Figure 9. TFEB inhibits METTL3 at the posttranscriptional level in cardiomyocytes. (a) H9c2 cells were transfected with or without shRNA targeting TFEB (shTfeb, 100 nmol/L each) for 24 h. Immunoblotting with the indicated antibodies and qRT-PCR were performed (mean ± SD; n = 3; **P < 0.01 vs. shCtrl). (b) TFEB overexpression does not affect the transcription of the human METTL3 promoter. H9c2 cells were transfected with 0.5 μg of the METTL3 promoter (−1.0 kb) along with 1 μg of indicated vectors. (mean ± SD; n = 3; ns: no significant difference vs.
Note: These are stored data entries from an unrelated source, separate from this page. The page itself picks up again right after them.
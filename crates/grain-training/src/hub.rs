//! Retrieval of pretrained components.
//!
//! An extractor source is either a URL or a local path. URLs are downloaded
//! once into the cache directory and reused afterwards; local paths are used
//! in place.

use std::fs::{self, File};
use std::io::Write;
use std::path::{Path, PathBuf};

use grain_core::{Error, Result};
use tracing::{debug, info};

/// Where a pretrained component comes from
#[derive(Debug, Clone, PartialEq, Eq)]
pub enum ExtractorReference {
    Url(String),
    Local(PathBuf),
}

impl ExtractorReference {
    pub fn parse(source: &str) -> Self {
        let trimmed = source.trim();
        if trimmed.starts_with("http://") || trimmed.starts_with("https://") {
            ExtractorReference::Url(trimmed.to_string())
        } else {
            ExtractorReference::Local(PathBuf::from(trimmed))
        }
    }
}

impl std::fmt::Display for ExtractorReference {
    fn fmt(&self, f: &mut std::fmt::Formatter<'_>) -> std::fmt::Result {
        match self {
            ExtractorReference::Url(url) => f.write_str(url),
            ExtractorReference::Local(path) => write!(f, "{}", path.display()),
        }
    }
}

/// Download cache for pretrained records
#[derive(Debug, Clone)]
pub struct PretrainedHub {
    cache_dir: PathBuf,
}

impl PretrainedHub {
    pub fn new(cache_dir: impl Into<PathBuf>) -> Self {
        Self {
            cache_dir: cache_dir.into(),
        }
    }

    pub fn cache_dir(&self) -> &Path {
        &self.cache_dir
    }

    /// Cache location used for a URL
    pub fn cache_path(&self, url: &str) -> PathBuf {
        let stem = url
            .split(['?', '#'])
            .next()
            .and_then(|u| u.trim_end_matches('/').rsplit('/').next())
            .map(|name| name.split('.').next().unwrap_or(name))
            .filter(|name| !name.is_empty())
            .unwrap_or("extractor");
        let stem: String = stem
            .chars()
            .map(|c| if c.is_ascii_alphanumeric() || c == '-' || c == '_' { c } else { '_' })
            .collect();

        self.cache_dir.join(format!("{:016x}-{stem}.mpk", fnv1a(url.as_bytes())))
    }

    /// Resolves a reference to a local file, downloading it if needed
    pub fn fetch(&self, reference: &ExtractorReference) -> Result<PathBuf> {
        match reference {
            ExtractorReference::Local(path) => {
                if path.is_file() {
                    Ok(path.clone())
                } else {
                    Err(Error::Retrieval(format!(
                        "Pretrained extractor not found at {}",
                        path.display()
                    )))
                }
            }
            ExtractorReference::Url(url) => {
                let target = self.cache_path(url);
                if target.is_file() {
                    debug!("Using cached extractor {}", target.display());
                    return Ok(target);
                }
                self.download(url, &target)?;
                Ok(target)
            }
        }
    }

    fn download(&self, url: &str, target: &Path) -> Result<()> {
        info!("Downloading pretrained extractor from {}", url);
        fs::create_dir_all(&self.cache_dir)?;

        let response = reqwest::blocking::get(url)
            .map_err(|e| Error::Retrieval(format!("Failed to download {url}: {e}")))?
            .error_for_status()
            .map_err(|e| Error::Retrieval(format!("Failed to download {url}: {e}")))?;

        let bytes = response
            .bytes()
            .map_err(|e| Error::Retrieval(format!("Failed to read response from {url}: {e}")))?;

        // Written under a temporary name so an interrupted download is never picked up
        let partial = target.with_extension("part");
        let mut file = File::create(&partial)?;
        file.write_all(&bytes)?;
        file.sync_all()?;
        fs::rename(&partial, target)?;

        info!("Cached {} bytes at {}", bytes.len(), target.display());
        Ok(())
    }
}

fn fnv1a(bytes: &[u8]) -> u64 {
    bytes.iter().fold(0xcbf29ce484222325, |hash, &b| {
        (hash ^ b as u64).wrapping_mul(0x100000001b3)
    })
}

#[cfg(test)]
mod tests {
    use super::*;
    use tempfile::TempDir;

    #[test]
    fn test_parse_reference() {
        assert_eq!(
            ExtractorReference::parse("https://host/models/mobilenet.mpk"),
            ExtractorReference::Url("https://host/models/mobilenet.mpk".to_string())
        );
        assert_eq!(
            ExtractorReference::parse("models/mobilenet.mpk"),
            ExtractorReference::Local(PathBuf::from("models/mobilenet.mpk"))
        );
    }

    #[test]
    fn test_cache_path_is_stable() {
        let hub = PretrainedHub::new("/cache");
        let a = hub.cache_path("https://host/feature_vector/4.mpk?x=1");
        let b = hub.cache_path("https://host/feature_vector/4.mpk?x=1");
        let c = hub.cache_path("https://host/feature_vector/5.mpk");

        assert_eq!(a, b);
        assert_ne!(a, c);
        assert_eq!(a.extension().unwrap(), "mpk");
        assert!(a.starts_with("/cache"));
    }

    #[test]
    fn test_fetch_local() {
        let temp_dir = TempDir::new().unwrap();
        let path = temp_dir.path().join("extractor.mpk");
        fs::write(&path, b"weights").unwrap();

        let hub = PretrainedHub::new(temp_dir.path().join("cache"));
        assert_eq!(hub.fetch(&ExtractorReference::Local(path.clone())).unwrap(), path);
    }

    #[test]
    fn test_fetch_missing_local() {
        let hub = PretrainedHub::new("/tmp");
        let result = hub.fetch(&ExtractorReference::parse("/nonexistent/extractor.mpk"));
        assert!(matches!(result, Err(Error::Retrieval(_))));
    }

    #[test]
    fn test_fetch_uses_cache() {
        let temp_dir = TempDir::new().unwrap();
        let hub = PretrainedHub::new(temp_dir.path());
        let url = "http://127.0.0.1:9/mobilenet.mpk";
        let cached = hub.cache_path(url);
        fs::write(&cached, b"weights").unwrap();

        assert_eq!(hub.fetch(&ExtractorReference::parse(url)).unwrap(), cached);
    }

    #[test]
    fn test_fetch_unreachable_url() {
        let temp_dir = TempDir::new().unwrap();
        let hub = PretrainedHub::new(temp_dir.path());
        let result = hub.fetch(&ExtractorReference::parse("http://127.0.0.1:9/mobilenet.mpk"));

        assert!(matches!(result, Err(Error::Retrieval(_))));
        assert!(fs::read_dir(temp_dir.path()).unwrap().next().is_none());
    }
}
Vector). (c) Transient and stable knockdown of TFEB does not alter METTL3 transcription by using −1.0 kb METTL3 promoter luciferase reporters (mean ± SD; n = 3; ns: no significant difference vs. Scramble or shCtrl). (d) TFEB expression decreases Mettl3 mRNA stability. H9c2 cells transfected for 48 h with or without a shRNA against TFEB were incubated for the indicated periods with 10 μg of Act D before relative mRNA levels of Mettl3 and Actb were assessed by qRT-PCR (mean ± SD; n = 3; *P < 0.05, **P < 0.01 and ns: no significant difference vs. shCtrl Act D 6 h/24 h). (e) A proposed model for the critical link between METTL3, ALKBH5 and autophagy in H/R-treated cardiomyocytes. P values were calculated with student’s t-test.